Cuando esas etiquetas se convierten en trincheras ideológicas, el costo para una sociedad es alto. La historia —tanto la sagrada como la secular— ofrece ejemplos claros de lo que ocurre cuando los extremos imponen su lógica. Para mencionar otros momentos históricos y de otros países, basta mirar a Brasil, donde la pelea entre “bolsonaristas” y “lulistas” fragmentó familias, iglesias y comunidades, al punto de convertir cualquier decisión cotidiana en un acto de lealtad ideológica. En la Alemania nazi, la polarización no se quedó en discurso: se convirtió en persecución y exterminio, mostrando hasta dónde puede llegar una sociedad que deja de reconocerse en su humanidad común.
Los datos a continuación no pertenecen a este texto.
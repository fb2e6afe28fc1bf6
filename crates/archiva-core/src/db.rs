use std::sync::{Arc, Mutex};

use rusqlite::Connection;

use crate::error::Result;

/// Initialise the media-library schema in `conn`. Safe to call on every
/// startup — CREATE IF NOT EXISTS means it's idempotent.
pub fn init_db(conn: &Connection) -> Result<()> {
    conn.execute_batch(
        "
        CREATE TABLE IF NOT EXISTS libraries (
            id          TEXT    NOT NULL PRIMARY KEY,
            name        TEXT    NOT NULL UNIQUE,
            description TEXT,
            is_public   INTEGER NOT NULL DEFAULT 1,
            created_at  TEXT    NOT NULL,
            updated_at  TEXT    NOT NULL
        ) STRICT;

        CREATE TABLE IF NOT EXISTS library_items (
            id          TEXT    NOT NULL PRIMARY KEY,
            library_id  TEXT    REFERENCES libraries(id),
            name        TEXT    NOT NULL UNIQUE,
            description TEXT,
            mime_type   TEXT    NOT NULL,
            file_size   INTEGER NOT NULL,
            file_path   TEXT    NOT NULL,
            is_public   INTEGER NOT NULL DEFAULT 1,
            created_at  TEXT    NOT NULL,
            updated_at  TEXT    NOT NULL
        ) STRICT;

        CREATE TABLE IF NOT EXISTS thumbnails (
            id              TEXT    NOT NULL PRIMARY KEY,
            library_item_id TEXT,
            mime_type       TEXT    NOT NULL,
            file_size       INTEGER NOT NULL,
            file_path       TEXT    NOT NULL,
            created_at      TEXT    NOT NULL,
            updated_at      TEXT    NOT NULL
        ) STRICT;

        -- Sweep queries join thumbnails back to their parent item.
        CREATE INDEX IF NOT EXISTS idx_thumbnails_item ON thumbnails (library_item_id);
        ",
    )?;
    Ok(())
}

/// Cloneable handle to the daemon's SQLite database.
///
/// Wraps a single `Connection` behind a mutex so periodic tasks and the
/// host's request handlers can share it. Tasks are read-mostly; anything
/// heavier should open its own connection the way the host does.
#[derive(Clone)]
pub struct Database {
    conn: Arc<Mutex<Connection>>,
}

impl Database {
    /// Open (or create) the database at `path` and run migrations.
    pub fn open(path: &str) -> Result<Self> {
        let conn = Connection::open(path)?;
        conn.execute_batch("PRAGMA journal_mode=WAL; PRAGMA foreign_keys=ON;")?;
        init_db(&conn)?;
        Ok(Self {
            conn: Arc::new(Mutex::new(conn)),
        })
    }

    /// In-memory database with the full schema. Test fixture.
    pub fn open_in_memory() -> Result<Self> {
        let conn = Connection::open_in_memory()?;
        init_db(&conn)?;
        Ok(Self {
            conn: Arc::new(Mutex::new(conn)),
        })
    }

    /// Run `f` with the locked connection.
    pub fn with_conn<T>(
        &self,
        f: impl FnOnce(&Connection) -> rusqlite::Result<T>,
    ) -> Result<T> {
        let conn = self.conn.lock().expect("database lock poisoned");
        Ok(f(&conn)?)
    }

    /// Row count of `table`. The name must come from code, never user input.
    pub fn count(&self, table: &str) -> Result<u64> {
        self.with_conn(|conn| {
            conn.query_row(&format!("SELECT COUNT(*) FROM {table}"), [], |row| {
                row.get::<_, u64>(0)
            })
        })
    }
}
use std::collections::HashMap;
use std::sync::Mutex;

use chrono::{DateTime, Utc};
use tokio::sync::watch;
use tokio::task::JoinHandle;
use uuid::Uuid;

use crate::health::RunningTask;
use crate::queue::TaskId;

struct RunningEntry {
    task_id: TaskId,
    task_name: String,
    started_at: DateTime<Utc>,
    handle: Option<JoinHandle<()>>,
}

/// The set of outstanding concurrent invocations.
///
/// Mutated only by the control loop (`begin`/`attach`) and by each
/// invocation's completion handler (`finish`), which removes its own entry.
/// A watch channel publishes the current size so waiters get an explicit
/// drain event instead of polling.
pub struct RunningSet {
    inner: Mutex<HashMap<Uuid, RunningEntry>>,
    count_tx: watch::Sender<usize>,
}

impl RunningSet {
    pub fn new() -> Self {
        Self {
            inner: Mutex::new(HashMap::new()),
            count_tx: watch::Sender::new(0),
        }
    }

    /// Record the start of an invocation and return its identifier.
    pub(crate) fn begin(&self, task_id: TaskId, task_name: &str) -> Uuid {
        let invocation = Uuid::new_v4();
        let mut inner = self.inner.lock().expect("running set poisoned");
        inner.insert(
            invocation,
            RunningEntry {
                task_id,
                task_name: task_name.to_string(),
                started_at: Utc::now(),
                handle: None,
            },
        );
        self.count_tx.send_replace(inner.len());
        invocation
    }

    /// Attach the spawned handle to its entry. No-op if the invocation
    /// already finished in the window between spawn and attach.
    pub(crate) fn attach(&self, invocation: Uuid, handle: JoinHandle<()>) {
        let mut inner = self.inner.lock().expect("running set poisoned");
        if let Some(entry) = inner.get_mut(&invocation) {
            entry.handle = Some(handle);
        }
    }

    /// Remove a completed invocation. Called from the completion handler.
    pub(crate) fn finish(&self, invocation: Uuid) {
        let mut inner = self.inner.lock().expect("running set poisoned");
        inner.remove(&invocation);
        self.count_tx.send_replace(inner.len());
    }

    pub fn len(&self) -> usize {
        self.inner.lock().expect("running set poisoned").len()
    }

    pub fn is_empty(&self) -> bool {
        self.len() == 0
    }

    /// Whether any invocation of `task_id` is still outstanding.
    pub(crate) fn is_task_running(&self, task_id: TaskId) -> bool {
        self.inner
            .lock()
            .expect("running set poisoned")
            .values()
            .any(|e| e.task_id == task_id)
    }

    /// Wait until the set is empty. Resolves immediately if it already is.
    pub async fn drained(&self) {
        let mut rx = self.count_tx.subscribe();
        // wait_for checks the current value first, so an already-empty set
        // never blocks. Err is impossible while `self` holds the sender.
        let _ = rx.wait_for(|count| *count == 0).await;
    }

    /// Advisory snapshot for health reporting. The finished flag races with
    /// self-removal: an entry may complete right after being captured.
    pub fn snapshot(&self) -> Vec<RunningTask> {
        self.inner
            .lock()
            .expect("running set poisoned")
            .values()
            .map(|e| RunningTask {
                name: e.task_name.clone(),
                started_at: e.started_at,
                finished: e.handle.as_ref().is_some_and(|h| h.is_finished()),
            })
            .collect()
    }
}

impl Default for RunningSet {
    fn default() -> Self {
        Self::new()
    }
}
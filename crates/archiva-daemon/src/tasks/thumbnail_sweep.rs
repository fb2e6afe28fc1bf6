use std::sync::atomic::{AtomicU64, Ordering};
use std::time::Duration;

use async_trait::async_trait;
use tracing::{debug, info};

use archiva_scheduler::{Task, TaskContext, TaskPolicy};

/// Minimum sweep cadence. Deleting while other tasks read is the reason
/// this task is exclusive, so it should not run more often than this.
const MIN_INTERVAL: Duration = Duration::from_secs(60);

/// Deletes thumbnail rows whose parent library item is gone.
///
/// Runs exclusively: the sweep mutates rows that the concurrent tasks
/// read, so the engine drains all in-flight work before each pass.
pub struct ThumbnailSweepTask {
    ctx: TaskContext,
    swept_total: AtomicU64,
}

impl ThumbnailSweepTask {
    pub fn new(ctx: TaskContext) -> Self {
        Self {
            ctx,
            swept_total: AtomicU64::new(0),
        }
    }
}

#[async_trait]
impl Task for ThumbnailSweepTask {
    fn name(&self) -> &str {
        &self.ctx.name
    }

    fn interval(&self) -> Duration {
        self.ctx.interval.max(MIN_INTERVAL)
    }

    fn policy(&self) -> TaskPolicy {
        TaskPolicy::Exclusive
    }

    async fn tick(&self) -> anyhow::Result<()> {
        let removed = self.ctx.db.with_conn(|conn| {
            conn.execute(
                "DELETE FROM thumbnails
                 WHERE library_item_id IS NULL
                    OR library_item_id NOT IN (SELECT id FROM library_items)",
                [],
            )
        })?;

        if removed > 0 {
            self.swept_total
                .fetch_add(removed as u64, Ordering::Relaxed);
            info!(task = %self.ctx.name, removed, "orphaned thumbnails removed");
        } else {
            debug!(task = %self.ctx.name, "no orphaned thumbnails");
        }
        Ok(())
    }

    fn health_check(&self) -> String {
        format!(
            "{} orphans swept since start",
            self.swept_total.load(Ordering::Relaxed)
        )
    }

    async fn stop(&self) -> anyhow::Result<()> {
        info!(
            task = %self.ctx.name,
            total = self.swept_total.load(Ordering::Relaxed),
            "sweeper stopping"
        );
        Ok(())
    }
}
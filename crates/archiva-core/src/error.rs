use thiserror::Error;

#[derive(Debug, Error)]
pub enum ArchivaError {
    #[error("Configuration error: {0}")]
    Config(String),

    #[error("Database error: {0}")]
    Database(#[from] rusqlite::Error),

    #[error("I/O error: {0}")]
    Io(#[from] std::io::Error),

    #[error("Internal error: {0}")]
    Internal(String),
}

pub type Result<T> = std::result::Result<T, ArchivaError>;
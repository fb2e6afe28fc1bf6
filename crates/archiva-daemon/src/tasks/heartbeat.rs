use std::time::Duration;

use async_trait::async_trait;
use tracing::info;

use archiva_scheduler::{Task, TaskContext};

/// Liveness beacon: suspends briefly and writes one log line, exercising
/// the dispatch path end to end.
pub struct HeartbeatTask {
    ctx: TaskContext,
}

impl HeartbeatTask {
    pub fn new(ctx: TaskContext) -> Self {
        Self { ctx }
    }
}

#[async_trait]
impl Task for HeartbeatTask {
    fn name(&self) -> &str {
        &self.ctx.name
    }

    fn interval(&self) -> Duration {
        self.ctx.interval
    }

    async fn tick(&self) -> anyhow::Result<()> {
        tokio::time::sleep(Duration::from_millis(100)).await;
        info!(
            task = %self.ctx.name,
            uptime_secs = self.ctx.app.uptime_secs(),
            "heartbeat"
        );
        Ok(())
    }

    fn health_check(&self) -> String {
        "alive".to_string()
    }
}
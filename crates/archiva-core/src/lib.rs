//! `archiva-core` — shared collaborators for the archiva daemon.
//!
//! Holds the pieces every other crate consumes: configuration loading
//! ([`config::ArchivaConfig`]), the common error type, the SQLite
//! [`db::Database`] handle with its schema migration, and the
//! [`context::AppContext`] runtime handle injected into periodic tasks.

pub mod config;
pub mod context;
pub mod db;
pub mod error;

pub use config::ArchivaConfig;
pub use context::AppContext;
pub use db::Database;
pub use error::{ArchivaError, Result};
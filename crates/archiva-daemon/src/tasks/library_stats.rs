use std::sync::Mutex;
use std::time::Duration;

use async_trait::async_trait;
use tracing::info;

use archiva_scheduler::{Task, TaskContext};

#[derive(Debug, Clone, Copy)]
struct Stats {
    libraries: u64,
    items: u64,
    total_bytes: i64,
}

/// Periodically counts libraries and items and logs the totals. The last
/// snapshot backs the health line, so the health surface never touches the
/// database.
pub struct LibraryStatsTask {
    ctx: TaskContext,
    last: Mutex<Option<Stats>>,
}

impl LibraryStatsTask {
    pub fn new(ctx: TaskContext) -> Self {
        Self {
            ctx,
            last: Mutex::new(None),
        }
    }

    fn collect(&self) -> anyhow::Result<Stats> {
        let libraries = self.ctx.db.count("libraries")?;
        let items = self.ctx.db.count("library_items")?;
        let total_bytes = self.ctx.db.with_conn(|conn| {
            conn.query_row(
                "SELECT COALESCE(SUM(file_size), 0) FROM library_items",
                [],
                |row| row.get::<_, i64>(0),
            )
        })?;
        Ok(Stats {
            libraries,
            items,
            total_bytes,
        })
    }
}

#[async_trait]
impl Task for LibraryStatsTask {
    fn name(&self) -> &str {
        &self.ctx.name
    }

    fn interval(&self) -> Duration {
        self.ctx.interval
    }

    async fn tick(&self) -> anyhow::Result<()> {
        let stats = self.collect()?;
        info!(
            task = %self.ctx.name,
            libraries = stats.libraries,
            items = stats.items,
            total_bytes = stats.total_bytes,
            "library stats collected"
        );
        *self.last.lock().expect("stats lock poisoned") = Some(stats);
        Ok(())
    }

    fn health_check(&self) -> String {
        match *self.last.lock().expect("stats lock poisoned") {
            Some(stats) => format!(
                "{} libraries, {} items ({} bytes)",
                stats.libraries, stats.items, stats.total_bytes
            ),
            None => "no scan yet".to_string(),
        }
    }

    fn on_register(&self) -> anyhow::Result<()> {
        // Warm the snapshot so the first health probe has real numbers.
        let stats = self.collect()?;
        *self.last.lock().expect("stats lock poisoned") = Some(stats);
        Ok(())
    }
}
use chrono::{DateTime, Utc};

use crate::config::ArchivaConfig;

/// Shared runtime context handed to periodic tasks alongside the database
/// handle. Carries the loaded configuration and process start time; wrap in
/// an `Arc` and clone the pointer, not the struct.
#[derive(Debug)]
pub struct AppContext {
    pub config: ArchivaConfig,
    pub started_at: DateTime<Utc>,
}

impl AppContext {
    pub fn new(config: ArchivaConfig) -> Self {
        Self {
            config,
            started_at: Utc::now(),
        }
    }

    /// Seconds since the daemon process came up.
    pub fn uptime_secs(&self) -> i64 {
        (Utc::now() - self.started_at).num_seconds()
    }
}
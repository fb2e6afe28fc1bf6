use figment::{
    providers::{Env, Format, Toml},
    Figment,
};
use serde::{Deserialize, Serialize};

pub const DEFAULT_PORT: u16 = 5800;
pub const DEFAULT_BIND: &str = "127.0.0.1";
/// Run cadence handed to tasks that do not configure their own.
pub const DEFAULT_RUN_INTERVAL_SECS: u64 = 10;
/// Scheduler poll cadence between dispatch cycles.
pub const DEFAULT_POLL_INTERVAL_SECS: u64 = 1;

/// Top-level config (archiva.toml + ARCHIVA_* env overrides).
#[derive(Debug, Clone, Serialize, Deserialize)]
pub struct ArchivaConfig {
    #[serde(default)]
    pub http: HttpConfig,
    #[serde(default)]
    pub database: DatabaseConfig,
    #[serde(default)]
    pub scheduler: SchedulerConfig,
}

impl Default for ArchivaConfig {
    fn default() -> Self {
        Self {
            http: HttpConfig::default(),
            database: DatabaseConfig::default(),
            scheduler: SchedulerConfig::default(),
        }
    }
}

/// Bind address for the health/status surface.
#[derive(Debug, Clone, Serialize, Deserialize)]
pub struct HttpConfig {
    #[serde(default = "default_port")]
    pub port: u16,
    #[serde(default = "default_bind")]
    pub bind: String,
}

impl Default for HttpConfig {
    fn default() -> Self {
        Self {
            port: DEFAULT_PORT,
            bind: DEFAULT_BIND.to_string(),
        }
    }
}

#[derive(Debug, Clone, Serialize, Deserialize)]
pub struct DatabaseConfig {
    #[serde(default = "default_db_path")]
    pub path: String,
}

impl Default for DatabaseConfig {
    fn default() -> Self {
        Self {
            path: default_db_path(),
        }
    }
}

/// Knobs consumed by the scheduling engine.
#[derive(Debug, Clone, Serialize, Deserialize)]
pub struct SchedulerConfig {
    /// Default run interval for tasks that do not override it (seconds).
    #[serde(default = "default_run_interval")]
    pub default_interval_secs: u64,
    /// Dispatch-cycle poll cadence (seconds).
    #[serde(default = "default_poll_interval")]
    pub poll_interval_secs: u64,
    /// Consecutive tick failures before a task's breaker opens.
    #[serde(default = "default_breaker_threshold")]
    pub breaker_failure_threshold: u32,
    /// Seconds a tripped breaker stays open before a trial run is allowed.
    #[serde(default = "default_breaker_cooldown")]
    pub breaker_cooldown_secs: u64,
}

impl Default for SchedulerConfig {
    fn default() -> Self {
        Self {
            default_interval_secs: default_run_interval(),
            poll_interval_secs: default_poll_interval(),
            breaker_failure_threshold: default_breaker_threshold(),
            breaker_cooldown_secs: default_breaker_cooldown(),
        }
    }
}

fn default_port() -> u16 {
    DEFAULT_PORT
}
fn default_bind() -> String {
    DEFAULT_BIND.to_string()
}
fn default_db_path() -> String {
    let home = std::env::var("HOME").unwrap_or_else(|_| ".".to_string());
    format!("{}/.archiva/archiva.db", home)
}
fn default_run_interval() -> u64 {
    DEFAULT_RUN_INTERVAL_SECS
}
fn default_poll_interval() -> u64 {
    DEFAULT_POLL_INTERVAL_SECS
}
fn default_breaker_threshold() -> u32 {
    5
}
fn default_breaker_cooldown() -> u64 {
    60
}

impl ArchivaConfig {
    /// Load config from a TOML file with ARCHIVA_* env var overrides.
    ///
    /// Checks in order:
    ///   1. Explicit path argument
    ///   2. ~/.archiva/archiva.toml
    pub fn load(config_path: Option<&str>) -> crate::error::Result<Self> {
        let path = config_path
            .map(String::from)
            .unwrap_or_else(default_config_path);

        let config: ArchivaConfig = Figment::new()
            .merge(Toml::file(&path))
            .merge(Env::prefixed("ARCHIVA_").split("_"))
            .extract()
            .map_err(|e| crate::error::ArchivaError::Config(e.to_string()))?;

        Ok(config)
    }
}

fn default_config_path() -> String {
    let home = std::env::var("HOME").unwrap_or_else(|_| ".".to_string());
    format!("{}/.archiva/archiva.toml", home)
}

#[cfg(test)]
mod tests {
    use super::*;

    #[test]
    fn defaults_match_daemon_constants() {
        let cfg = ArchivaConfig::default();
        assert_eq!(cfg.scheduler.default_interval_secs, 10);
        assert_eq!(cfg.scheduler.poll_interval_secs, 1);
        assert_eq!(cfg.http.port, DEFAULT_PORT);
    }

    #[test]
    fn load_missing_file_falls_back_to_defaults() {
        let cfg = ArchivaConfig::load(Some("/nonexistent/archiva.toml")).unwrap();
        assert_eq!(cfg.scheduler.breaker_failure_threshold, 5);
        assert_eq!(cfg.scheduler.breaker_cooldown_secs, 60);
    }
}
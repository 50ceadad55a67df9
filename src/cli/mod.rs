// src/cli/mod.rs
use clap::Parser;

use crate::core::config::{parse_log_level, Config};

#[derive(Parser, Debug)]
#[command(author, version, about = "Secure password generator API", long_about = None)]
pub struct Args {
    /// Address to bind the API server to
    #[arg(long)]
    pub address: Option<String>,

    /// API server port
    #[arg(long, short)]
    pub port: Option<u16>,

    /// Log level (error, warn, info, debug, trace)
    #[arg(long)]
    pub log_level: Option<String>,

    /// Base URL of the breach range API
    #[arg(long)]
    pub breach_api_url: Option<String>,
}

impl Args {
    /// Command line values take precedence over the environment.
    pub fn apply(&self, config: &mut Config) {
        if let Some(address) = &self.address {
            config.web_address = address.clone();
        }
        if let Some(port) = self.port {
            config.web_port = port;
        }
        if let Some(level) = self.log_level.as_deref().and_then(parse_log_level) {
            config.log_level = level;
        }
        if let Some(url) = &self.breach_api_url {
            config.breach_api_url = url.clone();
        }
    }
}
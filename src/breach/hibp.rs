// src/breach/hibp.rs
use async_trait::async_trait;
use log::debug;
use reqwest::{header, Client, StatusCode};

use super::{BreachError, RangeSource};
use crate::core::config::Config;

/// Pwned Passwords range API client. Only the 5 character hash prefix ever
/// leaves the process.
#[derive(Debug, Clone)]
pub struct HibpClient {
    client: Client,
    base_url: String,
}

impl HibpClient {
    pub fn new(config: &Config) -> Result<Self, BreachError> {
        let client = Client::builder()
            .timeout(config.breach_timeout)
            .user_agent(config.breach_user_agent.clone())
            .build()
            .map_err(BreachError::ClientBuild)?;

        Ok(Self {
            client,
            base_url: config.breach_api_url.trim_end_matches('/').to_string(),
        })
    }

    pub fn range_url(&self, prefix: &str) -> String {
        format!("{}/range/{}", self.base_url, prefix)
    }
}

#[async_trait]
impl RangeSource for HibpClient {
    async fn fetch_range(&self, prefix: &str) -> Result<String, BreachError> {
        let url = self.range_url(prefix);
        debug!("Querying breach range endpoint for prefix {}", prefix);

        let response = self
            .client
            .get(&url)
            .header(header::ACCEPT, "text/plain")
            .send()
            .await?;

        if response.status() != StatusCode::OK {
            return Err(BreachError::UnexpectedStatus(response.status().as_u16()));
        }

        Ok(response.text().await?)
    }
}
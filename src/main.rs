use clap::Parser;
use std::io;
use std::path::Path;
use std::sync::Arc;

mod api;
mod breach;
mod cli;
mod core;
mod generators;
mod models;

use crate::api::AppState;
use crate::breach::{BreachChecker, HibpClient, RateLimiter};
use crate::cli::Args;
use crate::core::config::Config;

#[tokio::main]
async fn main() -> Result<(), io::Error> {
    // Load environment variables
    let dotenv_loaded = Path::new(".env").exists() && dotenvy::dotenv().is_ok();

    let args = Args::parse();
    let mut config = Config::load();
    args.apply(&mut config);

    env_logger::Builder::new()
        .filter_level(config.log_level)
        .parse_default_env()
        .format_timestamp_secs()
        .format_module_path(true)
        .init();

    log::info!("🔒 Starting Secure Password Generator");
    if dotenv_loaded {
        log::debug!("Loaded .env file");
    }
    log::debug!("Loaded config: {:?}", config);

    let limiter = Arc::new(RateLimiter::new(
        config.breach_rate_limit_max,
        config.breach_rate_limit_window,
    ));
    log::info!(
        "Breach lookups limited to {} per {:?}",
        limiter.max_requests(),
        limiter.window()
    );
    let hibp = HibpClient::new(&config).map_err(|e| {
        log::error!("Failed to create breach API client: {}", e);
        io::Error::new(io::ErrorKind::Other, e.to_string())
    })?;
    let breach = BreachChecker::new(limiter, Arc::new(hibp), config.breach_timeout);

    api::start_server(AppState::new(breach), &config).await.map_err(|e| {
        log::error!("API server failed: {}", e);
        e
    })?;

    log::info!("✅ Password generator shutdown complete.");
    Ok(())
}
Según los relatos históricos y bíblicos, tras la muerte de Salomón el Reino de Israel se dividió en dos: Judá y el Reino del Norte, debilitándose al punto de quedar expuestos a invasiones extranjeras. En España, en los años 30, la polarización fue tan corrosiva que convirtió vecinos en enemigos, preparando el terreno para la Guerra Civil. La lección es la misma: cuando los extremos mandan, la convivencia se rompe y el futuro se compromete.
Puerto Rico no puede darse ese lujo. En medio de la crisis fiscal y de gobernanza, lo último que necesitamos es desperdiciar energía en discusiones importadas que no nos acercan a soluciones reales. Como aprendimos hace ocho años atrás con el huracán María, en los momentos críticos dependemos unos de otros. Si en una emergencia no pudiéramos confiar ni en el vecino de al lado, entonces estaríamos perdidos como sociedad.
Hoy, siento que lo verdaderamente valiente es atreverse a estar en el centro. Valiente es apostar por el consenso, por construir puentes, por sostener conversaciones difíciles sin caer en el odio. Antes, el reto era enfrentar a los extremos. Hoy, el reto es no dejar que los extremos definan nuestro futuro, y superar etiquetas es el primer paso para reconstruir confianza.
Pensemos en que más allá de los partidos, lo que está en juego es qué sociedad heredarán nuestras próximas generaciones. Esta isla no puede levantarse sobre la violencia ni sobre etiquetas vacías, sino sobre la convicción de que la razón no grita: la razón convence.